Álamo plateado

 

Una vez te conté el secreto del brillo de los árboles
y lo hice porque sabía que no te costaría entenderlo
y para mi sorpresa no fue sino tú reacción a la mía lo que me motivó y volví a escribir
o no a escribir sino, en cierto sentido, a confesarme
y dirás, «¿de qué?»
y te diré «de lo que he vivido éstos últimos días»

aún así, éste secreto ya no es solo nuestro
y no hay nada que yo pueda hacer para contenerlo
u apagarlo
o callarlo
pues de viento hemos estado hambrientos y ahora, que lo tenemos, no seré yo cuchillo u hacha u huevo sino un péndulo más de su movimiento

y dirás «¿de qué estás hablando?»
y te diré «de mis sueños
y de los remotos paisajes que allí he visitado
y de los amores que he tenido
y de las adversidades por las que he pasado antes de despertar»;

te lo digo porque me pareció ver a Tomás correr hacia mí,

lo reconocí primero no por su estatura o su torpeza al caminar sino por su pelaje dorado, debajo el sol de invierno,
moviéndose por entre la planicie grisácea del cielo vespertino allí, en tu pueblo;


lo identifiqué al levantar la mirada con dirección al techo de las casas próximas a la costa,
todas ellas con cierto fulgor amarillo 
quizás por las chimeneas o por su poco, aunque cansino brillo, allí, al este

y entre suspiros platinados tintinean aún los álamos,
por montones con dirección al centro,
y al pisar no noté sino madera
y acto seguido me encontré escribiendo, con sus hojas, cartas de disculpas que dejaría, una vez allí, por debajo de todas las puertas por las que alguna vez crucé
y por las cuales no dejé sino desastres sin resolver
y de los cuales, hoy por hoy, no son sino el rastro de un sabor amargo,
como el de los primeros mates,
o como el de los gusanos que han nutrido nuestros estómagos de pájaro
aunque todo esto sea ya parte del pasado pues, cuando despierte, allí lo dejaré.

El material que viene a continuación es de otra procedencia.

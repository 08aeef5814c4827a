use crate::types::ColumnKind;
use std::path::PathBuf;
use thiserror::Error;

#[derive(Error, Debug)]
pub enum LoadError {
    #[error("cannot open dataset {path}: {source}")]
    Io {
        path: PathBuf,
        #[source]
        source: std::io::Error,
    },

    #[error("malformed CSV: {0}")]
    Csv(#[from] csv::Error),

    #[error("dataset is missing required column '{column}'")]
    MissingColumn { column: &'static str },

    #[error("line {line}: column '{column}' must be {expected}, got {value:?}")]
    InvalidValue {
        line: u64,
        column: &'static str,
        expected: ColumnKind,
        value: String,
    },

    #[error("dataset contains no rows")]
    Empty,
}

#[derive(Error, Debug, PartialEq, Eq)]
pub enum SummaryError {
    #[error("claims table is empty")]
    EmptyTable,

    #[error("no rows with fraud_reported = 'Y'")]
    NoFraudRows,

    #[error("no row has a total_claim_amount")]
    NoClaimAmounts,
}

#[derive(Error, Debug)]
pub enum ChartError {
    #[error("chart '{chart}' has no data to plot")]
    NoData { chart: &'static str },

    #[error("failed to draw chart '{chart}': {message}")]
    Draw { chart: &'static str, message: String },

    #[error("PNG encoding failed: {0}")]
    Encode(#[from] png::EncodingError),

    #[error("bundled chart font could not be registered")]
    Font,
}

#[derive(Error, Debug)]
pub enum PageError {
    #[error("template rendering failed: {0}")]
    Template(#[from] askama::Error),
}

#[derive(Error, Debug)]
pub enum DashboardError {
    #[error(transparent)]
    Load(#[from] LoadError),

    #[error(transparent)]
    Summary(#[from] SummaryError),

    #[error(transparent)]
    Chart(#[from] ChartError),

    #[error(transparent)]
    Page(#[from] PageError),

    #[error("render worker failed: {0}")]
    Worker(#[from] tokio::task::JoinError),
}

pub type DashboardResult<T> = Result<T, DashboardError>;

aún así, el paisaje hoy me resulta algo extraño;

no hay nadie por entre la plaza y tampoco parecieran estarlo por entre el silencio de sus casas (todas con las luces encendidas) y me siento en la estación en esperas de una señal y, sin pena ni gloria, vuelvo a [Pio] Baroja y me es inevitable no identificarme con la naturaleza insatisfecha de Hurtado con respecto al ser de las cosas

y conjunto a la caída del sol parecieran desaparecer también la cima de las montañas
y al adentrarme ante mundos invisibles escucho la voz de [Adrian] Borland contar el paso de los días y, como ceniza debajo el agua,
me desintegro por entre la arboleda mientras ésta se oscurece detrás de mi huida.